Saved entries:
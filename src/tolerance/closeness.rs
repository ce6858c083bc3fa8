//! Relative/absolute closeness tests for coordinates.

use crate::primitives::Point2;
use num_traits::Float;

/// Relative and absolute tolerance for approximate coordinate equality.
///
/// Two values `a` and `b` are close when `|a - b| <= atol + rtol * |b|`.
/// The test is asymmetric: `b` is the reference value.
#[derive(Debug, Clone, Copy, PartialEq)]
#[cfg_attr(feature = "serde", derive(serde::Serialize, serde::Deserialize))]
pub struct Tolerance<F> {
    /// Tolerance relative to the magnitude of the reference value.
    pub rtol: F,
    /// Absolute tolerance, dominant near zero.
    pub atol: F,
}

impl<F: Float> Tolerance<F> {
    /// Creates a tolerance from relative and absolute parts.
    #[inline]
    pub fn new(rtol: F, atol: F) -> Self {
        Self { rtol, atol }
    }

    /// A tolerance that only accepts identical values.
    #[inline]
    pub fn exact() -> Self {
        Self {
            rtol: F::zero(),
            atol: F::zero(),
        }
    }

    /// Returns `true` if `a` is close to the reference value `b`.
    ///
    /// Equal values (including equal infinities) are always close. Any other
    /// pairing with an infinity or a NaN is not.
    #[inline]
    pub fn close(self, a: F, b: F) -> bool {
        if a == b {
            return true;
        }
        if !a.is_finite() || !b.is_finite() {
            return false;
        }
        (a - b).abs() <= self.atol + self.rtol * b.abs()
    }

    /// Returns `true` if both coordinates of `a` are close to those of `b`.
    #[inline]
    pub fn points_close(self, a: Point2<F>, b: Point2<F>) -> bool {
        self.close(a.x, b.x) && self.close(a.y, b.y)
    }
}

impl<F: Float> Default for Tolerance<F> {
    /// `rtol = 1e-5`, `atol = 1e-8`.
    fn default() -> Self {
        Self {
            rtol: F::from(1e-5).unwrap_or_else(F::epsilon),
            atol: F::from(1e-8).unwrap_or_else(F::epsilon),
        }
    }
}

/// Checks whether two points coincide within `tolerance`.
///
/// `b` is the reference point, see [`Tolerance::close`].
#[inline]
pub fn points_close<F: Float>(a: Point2<F>, b: Point2<F>, tolerance: Tolerance<F>) -> bool {
    tolerance.points_close(a, b)
}

#[cfg(test)]
mod tests {
    use super::*;

    #[test]
    fn test_default_values() {
        let tol: Tolerance<f64> = Tolerance::default();
        assert_eq!(tol.rtol, 1e-5);
        assert_eq!(tol.atol, 1e-8);
    }

    #[test]
    fn test_close_absolute_near_zero() {
        let tol: Tolerance<f64> = Tolerance::default();
        assert!(tol.close(5e-9, 0.0));
        assert!(!tol.close(1e-7, 0.0));
    }

    #[test]
    fn test_close_relative_for_large_values() {
        let tol: Tolerance<f64> = Tolerance::default();
        // 1e-5 relative of 1000 is 0.01
        assert!(tol.close(1000.005, 1000.0));
        assert!(!tol.close(1000.02, 1000.0));
    }

    #[test]
    fn test_nan_never_close() {
        let tol: Tolerance<f64> = Tolerance::default();
        assert!(!tol.close(f64::NAN, f64::NAN));
        assert!(!tol.close(f64::NAN, 0.0));
    }

    #[test]
    fn test_infinities() {
        let tol: Tolerance<f64> = Tolerance::default();
        assert!(tol.close(f64::INFINITY, f64::INFINITY));
        assert!(!tol.close(f64::INFINITY, f64::NEG_INFINITY));
    }

    #[test]
    fn test_finite_against_infinite() {
        let tol: Tolerance<f64> = Tolerance::default();
        assert!(!tol.close(1.0, f64::INFINITY));
        assert!(!tol.close(f64::INFINITY, 1.0));
        assert!(!tol.close(-1e300, f64::NEG_INFINITY));
        assert!(!tol.points_close(Point2::new(1.0, 1.0), Point2::new(f64::INFINITY, 1.0)));
    }

    #[test]
    fn test_exact() {
        let tol: Tolerance<f64> = Tolerance::exact();
        assert!(tol.close(1.0, 1.0));
        assert!(!tol.close(1.0, 1.0 + f64::EPSILON));
    }

    #[test]
    fn test_points_close() {
        let tol = Tolerance::default();
        let a: Point2<f64> = Point2::new(1.0, 1.0);
        assert!(points_close(a, Point2::new(1.0 + 1e-9, 1.0), tol));
        assert!(!points_close(a, Point2::new(1.0, 1.001), tol));
    }

    #[test]
    fn test_f32() {
        let tol: Tolerance<f32> = Tolerance::default();
        assert!(tol.points_close(Point2::new(0.5, 0.5), Point2::new(0.5, 0.500_001)));
    }
}
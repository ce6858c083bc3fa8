//! Concatenation of end-to-start adjacent strokes.

use super::core::Stroke;
use crate::error::StrokeError;
use crate::tolerance::Tolerance;
use log::trace;
use num_traits::Float;

/// Concatenates strokes that follow each other end to start.
///
/// Uses [`Tolerance::default`] for the endpoint check. See
/// [`concat_with_tolerance`].
///
/// # Example
///
/// ```
/// use strokes::{concat, to_strokes};
///
/// let strokes = to_strokes(vec![
///     vec![[0.0_f64, 0.0], [1.0, 1.0]],
///     vec![[1.0, 1.0], [2.0, 2.0]],
/// ])
/// .unwrap();
///
/// let joined = concat(&strokes).unwrap();
/// assert_eq!(joined.to_array(), vec![[0.0, 0.0], [1.0, 1.0], [2.0, 2.0]]);
/// ```
pub fn concat<F: Float>(strokes: &[Stroke<F>]) -> Result<Stroke<F>, StrokeError> {
    concat_with_tolerance(strokes, Tolerance::default())
}

/// Concatenates strokes whose junction points match within `tolerance`.
///
/// The first stroke is taken in full. Every following stroke must start
/// where the result so far ends; its first point is then dropped and the
/// rest appended. The output therefore has
/// `sum(len) - (strokes.len() - 1)` points.
///
/// # Errors
///
/// * [`StrokeError::EmptyCollection`] if `strokes` is empty.
/// * [`StrokeError::NotAdjacent`] at the first junction that does not match.
///   Nothing is skipped or reordered.
pub fn concat_with_tolerance<F: Float>(
    strokes: &[Stroke<F>],
    tolerance: Tolerance<F>,
) -> Result<Stroke<F>, StrokeError> {
    let (first, rest) = strokes
        .split_first()
        .ok_or(StrokeError::EmptyCollection)?;

    let total: usize = strokes.iter().map(Stroke::len).sum::<usize>() - rest.len();
    let mut points = Vec::with_capacity(total);
    points.extend_from_slice(first.points());

    for (offset, stroke) in rest.iter().enumerate() {
        // `points` is never empty here
        let end = points[points.len() - 1];
        let start = stroke.first();
        if !tolerance.points_close(end, start) {
            let index = offset + 1;
            trace!("stroke {} does not start at the previous end point", index);
            return Err(StrokeError::NotAdjacent {
                index,
                end: end.to_f64_tuple(),
                start: start.to_f64_tuple(),
            });
        }
        points.extend_from_slice(&stroke.points()[1..]);
    }

    Ok(Stroke::from_points_unchecked(points))
}
//! Game table loader.
//!
//! Reads a CSV export of chess games into a polars `DataFrame`. Without a
//! sample size the whole file is read. With one, the file is consumed in
//! sequential blocks until enough rows have accumulated, and a uniform,
//! seeded subset is drawn from those rows. Peak memory is bounded by the
//! blocks needed to reach the sample size instead of by the file size.

pub mod blocks;

use self::blocks::{RawBlock, RecordBlocks};

use crate::config::LoaderConfig;
use crate::error::{ChessError, Result};
use crate::models::LoadStats;

use polars::prelude::*;
use std::fs::File;
use std::io::{BufReader, Cursor};
use std::path::{Path, PathBuf};
use tracing::{debug, info};

/// Loader for raw game tables
#[derive(Debug, Clone, Default)]
pub struct GameLoader {
    config: LoaderConfig,
}

impl GameLoader {
    pub fn new(config: LoaderConfig) -> Self {
        Self { config }
    }

    pub fn config(&self) -> &LoaderConfig {
        &self.config
    }

    /// Load the table, optionally sampled down to `sample_size` rows.
    ///
    /// `Some(0)` is treated like `None` and loads the full file.
    pub fn load(&self, path: &Path, sample_size: Option<usize>) -> Result<DataFrame> {
        self.load_with_stats(path, sample_size).map(|(df, _)| df)
    }

    /// Load the table and report how much of the file was read
    pub fn load_with_stats(
        &self,
        path: &Path,
        sample_size: Option<usize>,
    ) -> Result<(DataFrame, LoadStats)> {
        check_source(path)?;

        let (df, stats) = match sample_size.filter(|&n| n > 0) {
            None => {
                let df = self.read_full(path)?;
                let rows = df.height();
                let stats = LoadStats {
                    path: path.to_path_buf(),
                    blocks_read: 1,
                    rows_read: rows,
                    rows_returned: rows,
                    sampled: false,
                };
                (df, stats)
            }
            Some(n) => self.read_sampled(path, n)?,
        };

        info!(
            "Loaded {} rows from {} ({} rows read in {} blocks{})",
            stats.rows_returned,
            path.display(),
            stats.rows_read,
            stats.blocks_read,
            if stats.sampled { ", sampled" } else { "" }
        );

        Ok((df, stats))
    }

    fn read_full(&self, path: &Path) -> Result<DataFrame> {
        debug!("Reading full table from {}", path.display());

        CsvReadOptions::default()
            .with_has_header(true)
            .with_infer_schema_length(Some(self.config.infer_schema_length))
            .with_ignore_errors(true)
            .try_into_reader_with_file_path(Some(path.to_path_buf()))?
            .finish()
            .map_err(|e| invalid_format(path, e.to_string()))
    }

    fn read_sampled(&self, path: &Path, sample_size: usize) -> Result<(DataFrame, LoadStats)> {
        let file = File::open(path)?;
        let blocks = RecordBlocks::new(BufReader::new(file), self.config.block_size)?
            .ok_or_else(|| invalid_format(path, "file has no header row"))?;

        // Column types come from the head of the file, as in a full read, so
        // block boundaries never change them
        let head = self.read_head(path)?;
        let schema = head.schema().clone();
        debug!(
            "Sampling {} columns in blocks of {}",
            blocks.header().len(),
            self.config.block_size
        );

        let mut accumulated: Option<DataFrame> = None;
        let mut blocks_read = 0;
        let mut rows_read = 0;

        for block in blocks {
            let frame = self.parse_block(path, block?, &schema)?;
            blocks_read += 1;
            rows_read += frame.height();

            debug!(
                "Read block {} ({} rows, {} accumulated)",
                blocks_read,
                frame.height(),
                rows_read
            );

            match accumulated.as_mut() {
                Some(acc) => {
                    acc.vstack_mut(&frame)?;
                }
                None => accumulated = Some(frame),
            }

            if rows_read >= sample_size {
                break;
            }
        }

        let combined = accumulated.unwrap_or(head);
        let take = sample_size.min(combined.height());
        let sampled = combined.sample_n_literal(take, false, false, Some(self.config.seed))?;

        let stats = LoadStats {
            path: path.to_path_buf(),
            blocks_read,
            rows_read,
            rows_returned: sampled.height(),
            sampled: true,
        };
        Ok((sampled, stats))
    }

    /// The first `infer_schema_length` rows, typed the way a full read types them
    fn read_head(&self, path: &Path) -> Result<DataFrame> {
        CsvReadOptions::default()
            .with_has_header(true)
            .with_infer_schema_length(Some(self.config.infer_schema_length))
            .with_n_rows(Some(self.config.infer_schema_length))
            .with_ignore_errors(true)
            .try_into_reader_with_file_path(Some(path.to_path_buf()))?
            .finish()
            .map_err(|e| invalid_format(path, e.to_string()))
    }

    fn parse_block(&self, path: &Path, block: RawBlock, schema: &SchemaRef) -> Result<DataFrame> {
        CsvReadOptions::default()
            .with_has_header(true)
            .with_schema(Some(schema.clone()))
            .with_ignore_errors(true)
            .into_reader_with_file_handle(Cursor::new(block.bytes))
            .finish()
            .map_err(|e| invalid_format(path, e.to_string()))
    }
}

/// Load a game table with the default loader configuration
pub fn load_games(path: &Path, sample_size: Option<usize>) -> Result<DataFrame> {
    GameLoader::default().load(path, sample_size)
}

fn check_source(path: &Path) -> Result<()> {
    if !path.exists() {
        return Err(ChessError::FileNotFound {
            path: path.to_path_buf(),
        });
    }
    if !path.is_file() {
        return Err(invalid_format(path, "not a regular file"));
    }
    Ok(())
}

fn invalid_format(path: &Path, reason: impl Into<String>) -> ChessError {
    ChessError::InvalidFormat {
        path: PathBuf::from(path),
        reason: reason.into(),
    }
}
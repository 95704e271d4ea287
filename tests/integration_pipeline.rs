//! End-to-end tests over CSV files written to a temporary directory
//!
//! These cover the path a caller takes: load the file (full or sampled),
//! preprocess it, then filter and aggregate the augmented table.

use chess_insights::analysis::{Summary, games_by_weekday, value_counts};
use chess_insights::config::{LoaderConfig, ReportConfig};
use chess_insights::{
    ChessError, GameFilter, GameLoader, LoadCache, TimeControlCategory, load_games, preprocess,
    preprocess_with_stats,
};
use std::fs;
use std::path::{Path, PathBuf};
use tempfile::TempDir;

const HEADER: &str =
    "Event,WhiteElo,BlackElo,Result,UTCDate,UTCTime,TimeControl,ECO,Opening,Termination,AN";

/// Write `rows` synthetic games cycling through a few realistic shapes
fn write_games(dir: &Path, rows: usize) -> PathBuf {
    let shapes = [
        r#"Rated Blitz game,1500,1520,1/2-1/2,2016.06.30,22:00:01,300+0,C20,King's Pawn Game,Normal,"1. e4 e5 2. Nf3 Nc6 3. Bb5 a6""#,
        "Rated Bullet game,1800,1650,1-0,2016.07.01,08:15:00,60+0,B01,Scandinavian Defense,Time forfeit,1. e4 d5",
        "Rated Classical game,2100,2050,0-1,2016.07.02,13:30:00,3600+30,E60,King's Indian Defense,Normal,1. d4 Nf6 2. c4 g6",
        "Rated Rapid game,1200,,1-0,2016.07.03,19:45:10,-,A00,Polish Opening,Abandoned,",
    ];

    let mut content = String::from(HEADER);
    content.push('\n');
    for i in 0..rows {
        content.push_str(shapes[i % shapes.len()]);
        content.push('\n');
    }

    let path = dir.join("games.csv");
    fs::write(&path, content).unwrap();
    path
}

#[test]
fn test_full_load_and_preprocess() {
    let temp_dir = TempDir::new().unwrap();
    let path = write_games(temp_dir.path(), 8);

    let raw = load_games(&path, None).unwrap();
    assert_eq!(raw.height(), 8);
    assert_eq!(raw.width(), 11);

    let (games, stats) = preprocess_with_stats(&raw).unwrap();
    assert_eq!(games.height(), 8);
    assert!(stats.skipped.is_empty());
    assert!(games.width() > raw.width());

    let grouped = games.column("TimeControlGrouped").unwrap();
    let grouped = grouped.str().unwrap();
    assert_eq!(grouped.get(0), Some("Blitz (3-10min)"));
    assert_eq!(grouped.get(1), Some("Bullet (<3min)"));
    assert_eq!(grouped.get(2), Some("Classical (>60min)"));
    assert_eq!(grouped.get(3), Some("Unknown"));

    let draws = games.column("Draw").unwrap();
    assert_eq!(draws.bool().unwrap().get(0), Some(true));

    // A missing rating leaves both aggregates null
    let avg = games.column("AvgElo").unwrap();
    assert_eq!(avg.f64().unwrap().get(0), Some(1510.0));
    assert_eq!(avg.f64().unwrap().get(3), None);

    let moves = games.column("MoveCount").unwrap();
    assert_eq!(moves.u32().unwrap().get(0), Some(3));
}

#[test]
fn test_sampled_load_is_reproducible() {
    let temp_dir = TempDir::new().unwrap();
    let path = write_games(temp_dir.path(), 200);

    let loader = GameLoader::new(LoaderConfig {
        block_size: 30,
        ..Default::default()
    });

    let (first, stats) = loader.load_with_stats(&path, Some(50)).unwrap();
    let second = loader.load(&path, Some(50)).unwrap();

    assert_eq!(first.height(), 50);
    assert!(stats.sampled);
    assert_eq!(stats.blocks_read, 2);
    assert_eq!(stats.rows_read, 60);
    assert!(first.equals_missing(&second));
}

#[test]
fn test_sample_larger_than_file_returns_every_row() {
    let temp_dir = TempDir::new().unwrap();
    let path = write_games(temp_dir.path(), 12);

    let sampled = load_games(&path, Some(1_000)).unwrap();
    assert_eq!(sampled.height(), 12);
}

#[test]
fn test_missing_file_is_a_load_failure() {
    let temp_dir = TempDir::new().unwrap();
    let path = temp_dir.path().join("nonexistent.csv");

    let error = load_games(&path, None).unwrap_err();
    assert!(matches!(error, ChessError::FileNotFound { .. }));
    assert!(error.is_load_failure());
}

#[test]
fn test_cached_load_then_filter_and_summarise() {
    let temp_dir = TempDir::new().unwrap();
    let path = write_games(temp_dir.path(), 40);
    let cache = LoadCache::default();
    let loader = GameLoader::default();

    let raw = cache
        .get_or_try_insert(&path, None, |p, n| loader.load(p, n))
        .unwrap();
    let again = cache
        .get_or_try_insert(&path, None, |_, _| panic!("expected a cached table"))
        .unwrap();
    assert_eq!(raw.height(), again.height());

    let games = preprocess(&raw).unwrap();
    let blitz = GameFilter {
        time_control: Some(TimeControlCategory::Blitz),
        ..Default::default()
    }
    .apply(&games)
    .unwrap();
    assert_eq!(blitz.height(), 10);

    let summary = Summary::from_table(&games, &ReportConfig::default()).unwrap();
    let metrics = summary.metrics.unwrap();
    assert_eq!(metrics.total_games, 40);
    assert_eq!(metrics.draws, 10);
    assert_eq!(summary.terminations.unwrap()[0], ("Normal".to_string(), 20));

    let families = value_counts(&games, "OpeningCategory", usize::MAX).unwrap();
    assert_eq!(families.len(), 4);

    // 2016-06-30 is a Thursday; 2016-07-03 is a Sunday
    let weekdays = games_by_weekday(&games).unwrap();
    assert_eq!(weekdays[3], ("Thursday", 10));
    assert_eq!(weekdays[6], ("Sunday", 10));
}
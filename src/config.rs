//! Configuration management and validation.
//!
//! Provides configuration structures for the loader, the load cache and
//! the text report, with defaults matching the Lichess export workflow.

use crate::constants::{
    DEFAULT_BLOCK_SIZE, DEFAULT_INFER_SCHEMA_LENGTH, DEFAULT_SAMPLE_SEED, DEFAULT_TOP_OPENINGS,
    DEFAULT_TOP_TERMINATIONS,
};
use crate::error::{ChessError, Result};
use serde::{Deserialize, Serialize};
use std::time::Duration;
use tracing::debug;

/// Loader configuration
#[derive(Debug, Clone, PartialEq, Serialize, Deserialize)]
pub struct LoaderConfig {
    /// Rows per sequential block when a sample size is requested
    pub block_size: usize,

    /// Seed for the uniform sample; fixed so loads are reproducible
    pub seed: u64,

    /// Rows scanned to infer column types
    pub infer_schema_length: usize,
}

impl Default for LoaderConfig {
    fn default() -> Self {
        Self {
            block_size: DEFAULT_BLOCK_SIZE,
            seed: DEFAULT_SAMPLE_SEED,
            infer_schema_length: DEFAULT_INFER_SCHEMA_LENGTH,
        }
    }
}

/// Load cache configuration
#[derive(Debug, Clone, Default, PartialEq, Serialize, Deserialize)]
pub struct CacheConfig {
    /// Entry lifetime in seconds; `None` keeps entries until cleared
    pub ttl_seconds: Option<u64>,
}

impl CacheConfig {
    pub fn ttl(&self) -> Option<Duration> {
        self.ttl_seconds.map(Duration::from_secs)
    }
}

/// Text report configuration
#[derive(Debug, Clone, PartialEq, Serialize, Deserialize)]
pub struct ReportConfig {
    pub top_openings: usize,
    pub top_terminations: usize,
}

impl Default for ReportConfig {
    fn default() -> Self {
        Self {
            top_openings: DEFAULT_TOP_OPENINGS,
            top_terminations: DEFAULT_TOP_TERMINATIONS,
        }
    }
}

/// Top-level configuration
#[derive(Debug, Clone, Default, PartialEq, Serialize, Deserialize)]
pub struct InsightsConfig {
    pub loader: LoaderConfig,
    pub cache: CacheConfig,
    pub report: ReportConfig,
}

impl InsightsConfig {
    /// Reject settings that would make the pipeline meaningless
    pub fn validate(&self) -> Result<()> {
        if self.loader.block_size == 0 {
            return Err(ChessError::Configuration {
                message: "loader block size must be greater than zero".to_string(),
            });
        }

        if self.loader.infer_schema_length == 0 {
            return Err(ChessError::Configuration {
                message: "schema inference length must be greater than zero".to_string(),
            });
        }

        if self.report.top_openings == 0 || self.report.top_terminations == 0 {
            return Err(ChessError::Configuration {
                message: "report top-N values must be greater than zero".to_string(),
            });
        }

        debug!(
            "Configuration valid: block_size={}, seed={}, ttl={:?}",
            self.loader.block_size, self.loader.seed, self.cache.ttl_seconds
        );
        Ok(())
    }
}
//! Rating aggregates from `WhiteElo` and `BlackElo`.

use super::{Derivation, float_column};
use crate::constants::{derived, raw};
use crate::error::Result;

use polars::prelude::*;

/// Mean of both ratings; null if either is missing
pub fn average_rating(white: Option<f64>, black: Option<f64>) -> Option<f64> {
    Some((white? + black?) / 2.0)
}

/// Absolute rating gap; null if either is missing
pub fn rating_difference(white: Option<f64>, black: Option<f64>) -> Option<f64> {
    Some((white? - black?).abs())
}

/// Adds `AvgElo` and `EloDiff`
#[derive(Debug, Clone, Copy, Default)]
pub struct RatingDerivation;

impl Derivation for RatingDerivation {
    fn name(&self) -> &'static str {
        "rating"
    }

    fn required_columns(&self) -> &'static [&'static str] {
        &[raw::WHITE_ELO, raw::BLACK_ELO]
    }

    fn derive(&self, df: &DataFrame) -> Result<Vec<Series>> {
        // Non-numeric ratings such as "?" become null in the cast
        let white = float_column(df, raw::WHITE_ELO)?;
        let black = float_column(df, raw::BLACK_ELO)?;

        let pairs: Vec<(Option<f64>, Option<f64>)> =
            white.into_iter().zip(black.into_iter()).collect();

        let avg: Float64Chunked = pairs.iter().map(|&(w, b)| average_rating(w, b)).collect();
        let diff: Float64Chunked = pairs
            .iter()
            .map(|&(w, b)| rating_difference(w, b))
            .collect();

        Ok(vec![
            avg.with_name(derived::AVG_ELO.into()).into_series(),
            diff.with_name(derived::ELO_DIFF.into()).into_series(),
        ])
    }
}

## Assignment
Give back every line from the beginning of the records through the line holding "are close when", exactly as it reads, and leave out the rest.

## Solution for this problem
filename src/tolerance/closeness.rs
repository ce6858c083bc3fa8
//! Relative/absolute closeness tests for coordinates.

use crate::primitives::Point2;
use num_traits::Float;

/// Relative and absolute tolerance for approximate coordinate equality.
///
/// Two values `a` and `b` are close when `|a - b| <= atol + rtol * |b|`.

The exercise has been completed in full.